A.Accurate data is of a concern to most GIS users. Specifying the accuracy requirements and then understanding whether or not the data collected meet those requirements is important.
     When discussing the accuracy of data in GIS there are really two areas to consider:
¥ the accuracy of coordinate data, and
¥ the accuracy of the attribute values.
     Often when considering GPS / GIS data collection systems as a tool for data collection it is easy to focus more on the position accuracy and less on the attribute accuracy. As a GIS is a compilation of tools that allow you to not only create maps but also more importantly perform research and analysis and use as an aid in decision making, it is imperative that both the coordinate and the attribute data meet specified accuracy requirements.
     To ensure that the data collected with a GPS / GIS data collection system meet the accuracy requirements for your purposes, it is necessary for you to first specify what the accuracy requirements are. It is then necessary to establish how you can ensure that the accuracy requirement is met. The following discussion considers both issues.

The Position Data
Specifying the accuracy requirement for positions in the GIS will help determine what system that you use for the data collection. Today there are many GPS / GIS data collection systems on the market. The specifications on these systems vary from 5-meters to 1-centimeter. As a general rule, when the accuracy capability of a system gets better, the cost goes up. However, so to does the need for more rigorous field data collection techniques and data processing in the office to ensure that the specified levels are being met. Basically, the more accurate you want the coordinates to be, the more it will cost in terms of time, money and understanding.

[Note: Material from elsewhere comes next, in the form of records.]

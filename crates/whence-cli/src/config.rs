use figment::providers::{Env, Format, Serialized, Toml};
use figment::Figment;

use whence_core::config::Config;

/// Layers the built-in defaults under `whence.toml` and `WHENCE_*`
/// environment variables, in that order of precedence.
pub fn load() -> Result<Config, figment::Error> {
    Figment::from(Serialized::defaults(Config::default()))
        .merge(Toml::file("whence.toml"))
        .merge(Env::prefixed("WHENCE_"))
        .extract()
}
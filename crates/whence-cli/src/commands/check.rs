use anyhow::Result;
use chrono_humanize::Humanize;
use owo_colors::OwoColorize;

use whence_core::config::Config;

use crate::cli::CheckCommand;
use crate::cond_parser::parse_cond;
use crate::util::{format_instant, resolve_instant};

pub fn check_condition(config: &Config, command: CheckCommand) -> Result<()> {
    let now = resolve_instant(command.at.as_deref())?;
    let cond = parse_cond(&command.expression, config, now)?;

    if let Some(range) = cond.last_active_range(now).filter(|r| r.contains(now)) {
        match range.end {
            Some(end) => println!(
                "{} until {} ({})",
                "active".green().bold(),
                format_instant(end),
                (end - now).humanize()
            ),
            None => println!(
                "{} since {}, open-ended",
                "active".green().bold(),
                format_instant(range.start)
            ),
        }
    } else {
        match cond.next_start(now) {
            Some(start) => println!(
                "{}, next at {} ({})",
                "inactive".red().bold(),
                format_instant(start),
                (start - now).humanize()
            ),
            None => println!("{}, with nothing coming up", "inactive".red().bold()),
        }
    }
    Ok(())
}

     Requirements for the positions may be specified in terms of required levels of confidence. Examples of this are:
¥ 68 percent of the data are sub-meter
¥ 95 percent of the data are better than 5m
¥ 99 percent of the data are sub-foot
     The actual level which you select will depend on the application and use of the data in the GIS both today and the potential uses you can see for it in the future. Legal issues surrounding the use of the data may also define the required level of accuracy.
     When using GPS / GIS collection to gain positions for your GIS there are a number of items that must be considered so that you can ensure you are getting the best possible performance from the GPS receiver. It is important to understand that GPS settings such as dilution of precision, signal-to-noise ratio, and elevation masks, the number of satellites to be used and the type of GPS data (code or carrier phase data) collected will affect the results you get. You should use the recommended settings in the documentation for the system.

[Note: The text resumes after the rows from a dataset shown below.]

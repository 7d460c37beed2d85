//! # Purchase Intake Processor
//!
//! Commits supplier purchases: every line finds or creates the stock entry
//! for its variant key and increments it, plus the purchase record, all in
//! one transaction.
//!
//! ## Find-or-Create
//! Lines are identified by variant key, not entry id, because intake is how
//! unseen variants enter the system. The lookup and the create run inside
//! the same transaction, so the unique variant index can never see two
//! committed entries for one key; a race between two intakes of the same
//! new variant resolves as one winner and one UNIQUE violation that the
//! retry turns into a find hit.
//!
//! Stock mutations run in variant-key order for lock discipline; lines are
//! persisted in request order, the same split sales use.

use chrono::Utc;
use tracing::info;
use uuid::Uuid;

use crate::error::{DbError, LedgerResult};
use crate::pool::Database;
use crate::repository::purchase::PurchaseRepository;
use crate::repository::stock::StockRepository;
use crate::service::with_conflict_retry;
use almacen_core::validation::validate_purchase_input;
use almacen_core::{
    CreatePurchaseInput, Purchase, PurchaseLine, PurchaseLineInput, PurchaseWithLines,
};

/// Transactional service for supplier intake.
#[derive(Debug, Clone)]
pub struct PurchaseProcessor {
    db: Database,
}

impl PurchaseProcessor {
    /// Creates a new PurchaseProcessor.
    pub fn new(db: Database) -> Self {
        PurchaseProcessor { db }
    }

    /// Commits a purchase: increments (or creates) the stock entry for every
    /// line and persists the purchase with its lines, atomically.
    ///
    /// Existing entries keep their sale price and get the line's unit cost
    /// as their new purchase price; entries created here take the line's
    /// `sale_price_cents` (0 when omitted, to be priced later).
    pub async fn commit_purchase(
        &self,
        input: CreatePurchaseInput,
    ) -> LedgerResult<PurchaseWithLines> {
        validate_purchase_input(&input)?;

        let input = &input;
        let result = with_conflict_retry("commit_purchase", || self.try_commit(input)).await?;

        info!(
            purchase = %result.purchase.id,
            supplier = %result.purchase.supplier_id,
            lines = result.lines.len(),
            "purchase committed"
        );
        Ok(result)
    }

    async fn try_commit(&self, input: &CreatePurchaseInput) -> LedgerResult<PurchaseWithLines> {
        let mut tx = self.db.pool().begin().await.map_err(DbError::from)?;

        // Stock mutations run in variant-key order, the same lock discipline
        // sales apply to entry ids; the original index remembers which entry
        // each line touched.
        let mut ordered: Vec<(usize, &PurchaseLineInput)> =
            input.lines.iter().enumerate().collect();
        ordered.sort_by(|a, b| a.1.key().cmp(&b.1.key()));

        let mut entry_ids = vec![String::new(); input.lines.len()];
        for (idx, line_input) in &ordered {
            let key = line_input.key();
            entry_ids[*idx] = match StockRepository::find_by_key_in_tx(&mut tx, &key).await? {
                Some(entry) => {
                    StockRepository::restock_in_tx(
                        &mut tx,
                        &entry.id,
                        line_input.quantity,
                        line_input.unit_cost_cents,
                    )
                    .await?;
                    entry.id
                }
                None => {
                    let entry = StockRepository::create_in_tx(
                        &mut tx,
                        &key,
                        line_input.quantity,
                        line_input.unit_cost_cents,
                        line_input.sale_price_cents.unwrap_or(0),
                    )
                    .await?;
                    entry.id
                }
            };
        }

        let now = Utc::now();
        let purchase = Purchase {
            id: Uuid::new_v4().to_string(),
            supplier_id: input.supplier_id.clone(),
            user_id: input.user_id.clone(),
            purchased_at: input.purchased_at.unwrap_or(now),
            created_at: now,
        };
        PurchaseRepository::insert_in_tx(&mut tx, &purchase).await?;

        // Lines are persisted and returned in request order, like sale lines.
        let mut lines = Vec::with_capacity(input.lines.len());
        for (line_input, entry_id) in input.lines.iter().zip(entry_ids) {
            let line = PurchaseLine {
                id: Uuid::new_v4().to_string(),
                purchase_id: purchase.id.clone(),
                stock_entry_id: entry_id,
                quantity: line_input.quantity,
                unit_cost_cents: line_input.unit_cost_cents,
                created_at: now,
            };
            PurchaseRepository::insert_line_in_tx(&mut tx, &line).await?;
            lines.push(line);
        }

        tx.commit().await.map_err(DbError::from)?;
        Ok(PurchaseWithLines { purchase, lines })
    }
}

// =============================================================================
// Unit Tests
// =============================================================================

#[cfg(test)]
mod tests {
    use super::*;
    use crate::error::LedgerError;
    use crate::pool::{Database, DbConfig};
    use almacen_core::{CoreError, CreateStockInput, VariantKey};

    async fn test_db() -> Database {
        let _ = tracing_subscriber::fmt()
            .with_env_filter(tracing_subscriber::EnvFilter::from_default_env())
            .try_init();
        Database::new(DbConfig::in_memory()).await.unwrap()
    }

    fn purchase_input(lines: Vec<PurchaseLineInput>) -> CreatePurchaseInput {
        CreatePurchaseInput {
            supplier_id: "s-1".to_string(),
            user_id: "u-1".to_string(),
            purchased_at: None,
            lines,
        }
    }

    fn variant_line(
        product: &str,
        color: Option<&str>,
        qty: i64,
        cost: i64,
        sale_price: Option<i64>,
    ) -> PurchaseLineInput {
        PurchaseLineInput {
            product_id: product.to_string(),
            color_id: color.map(str::to_string),
            size_id: None,
            quantity: qty,
            unit_cost_cents: cost,
            sale_price_cents: sale_price,
        }
    }

    #[tokio::test]
    async fn test_intake_creates_entry_for_unseen_variant() {
        let db = test_db().await;

        let result = db
            .purchase_intake()
            .commit_purchase(purchase_input(vec![variant_line(
                "p1",
                Some("red"),
                10,
                1_500,
                Some(2_990),
            )]))
            .await
            .unwrap();
        assert_eq!(result.lines.len(), 1);

        let key = VariantKey {
            product_id: "p1".to_string(),
            color_id: Some("red".to_string()),
            size_id: None,
        };
        let entry = db.stock().get_by_key(&key).await.unwrap().unwrap();
        assert_eq!(entry.id, result.lines[0].stock_entry_id);
        assert_eq!(entry.quantity_on_hand, 10);
        assert_eq!(entry.purchase_price_cents, 1_500);
        assert_eq!(entry.sale_price_cents, 2_990);
    }

    #[tokio::test]
    async fn test_intake_increments_existing_entry() {
        let db = test_db().await;
        let existing = db
            .stock()
            .create_entry(&CreateStockInput {
                product_id: "p1".to_string(),
                color_id: None,
                size_id: None,
                purchase_price_cents: 1_000,
                sale_price_cents: 2_500,
                quantity: 4,
            })
            .await
            .unwrap();

        let result = db
            .purchase_intake()
            .commit_purchase(purchase_input(vec![variant_line(
                "p1",
                None,
                6,
                1_200,
                Some(9_999),
            )]))
            .await
            .unwrap();
        assert_eq!(result.lines[0].stock_entry_id, existing.id);

        let entry = db.stock().get_by_id(&existing.id).await.unwrap().unwrap();
        assert_eq!(entry.quantity_on_hand, 10);
        // New unit cost is recorded; sale price is untouched for existing entries.
        assert_eq!(entry.purchase_price_cents, 1_200);
        assert_eq!(entry.sale_price_cents, 2_500);
    }

    #[tokio::test]
    async fn test_distinct_variants_are_distinct_entries() {
        let db = test_db().await;

        db.purchase_intake()
            .commit_purchase(purchase_input(vec![
                variant_line("p1", Some("red"), 3, 1_000, None),
                variant_line("p1", Some("blue"), 5, 1_000, None),
                variant_line("p1", None, 7, 1_000, None),
            ]))
            .await
            .unwrap();

        let red = VariantKey {
            product_id: "p1".to_string(),
            color_id: Some("red".to_string()),
            size_id: None,
        };
        let bare = VariantKey::product("p1");
        assert_eq!(
            db.stock().get_by_key(&red).await.unwrap().unwrap().quantity_on_hand,
            3
        );
        assert_eq!(
            db.stock().get_by_key(&bare).await.unwrap().unwrap().quantity_on_hand,
            7
        );

        let page = db.stock().list(1, 50).await.unwrap();
        assert_eq!(page.total, 3);
    }

    #[tokio::test]
    async fn test_lines_keep_request_order() {
        let db = test_db().await;

        // Request order is the reverse of variant-key order; the returned
        // lines must follow the request, not the lock order.
        let result = db
            .purchase_intake()
            .commit_purchase(purchase_input(vec![
                variant_line("z-product", None, 2, 1_000, None),
                variant_line("a-product", None, 3, 1_000, None),
            ]))
            .await
            .unwrap();

        let z = db
            .stock()
            .get_by_key(&VariantKey::product("z-product"))
            .await
            .unwrap()
            .unwrap();
        let a = db
            .stock()
            .get_by_key(&VariantKey::product("a-product"))
            .await
            .unwrap()
            .unwrap();

        assert_eq!(result.lines[0].stock_entry_id, z.id);
        assert_eq!(result.lines[0].quantity, 2);
        assert_eq!(result.lines[1].stock_entry_id, a.id);
        assert_eq!(result.lines[1].quantity, 3);
    }

    #[tokio::test]
    async fn test_repeated_intake_accumulates() {
        let db = test_db().await;
        let intake = db.purchase_intake();

        for _ in 0..3 {
            intake
                .commit_purchase(purchase_input(vec![variant_line("p1", None, 5, 800, None)]))
                .await
                .unwrap();
        }

        let entry = db
            .stock()
            .get_by_key(&VariantKey::product("p1"))
            .await
            .unwrap()
            .unwrap();
        assert_eq!(entry.quantity_on_hand, 15);
    }

    #[tokio::test]
    async fn test_invalid_cost_rejected_before_any_io() {
        let db = test_db().await;

        let err = db
            .purchase_intake()
            .commit_purchase(purchase_input(vec![variant_line("p1", None, 5, 0, None)]))
            .await
            .unwrap_err();
        assert!(matches!(err, LedgerError::Core(CoreError::Validation(_))));

        assert!(db
            .stock()
            .get_by_key(&VariantKey::product("p1"))
            .await
            .unwrap()
            .is_none());
    }
}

     Data collection field procedures are also important, especially if you desire higher levels of accuracy. As stated before, the more accurate the position data are required to be, the more rigorous the field data collection will need to be. One very important consideration is how far you can work from a base station and still achieve the system's specified accuracy. As a general rule it is possible to work at greater distances from a base station if you are collecting code phase data - these distances may be as great as a 1000 kilometers. With code phase data you can usually achieve accuracy specifications in the range of sub-meter to 5-meters depending on the GPS receivers specifications. If you are collecting carrier phase data you can achieve better levels of accuracy but you will need to work much closer to the base station. Distances for carrier phase data collection may only be as great as 10 kilometers for centimeter level accuracy and can extend out as far as 50 kilometers for accuracy better than 50 centimeters.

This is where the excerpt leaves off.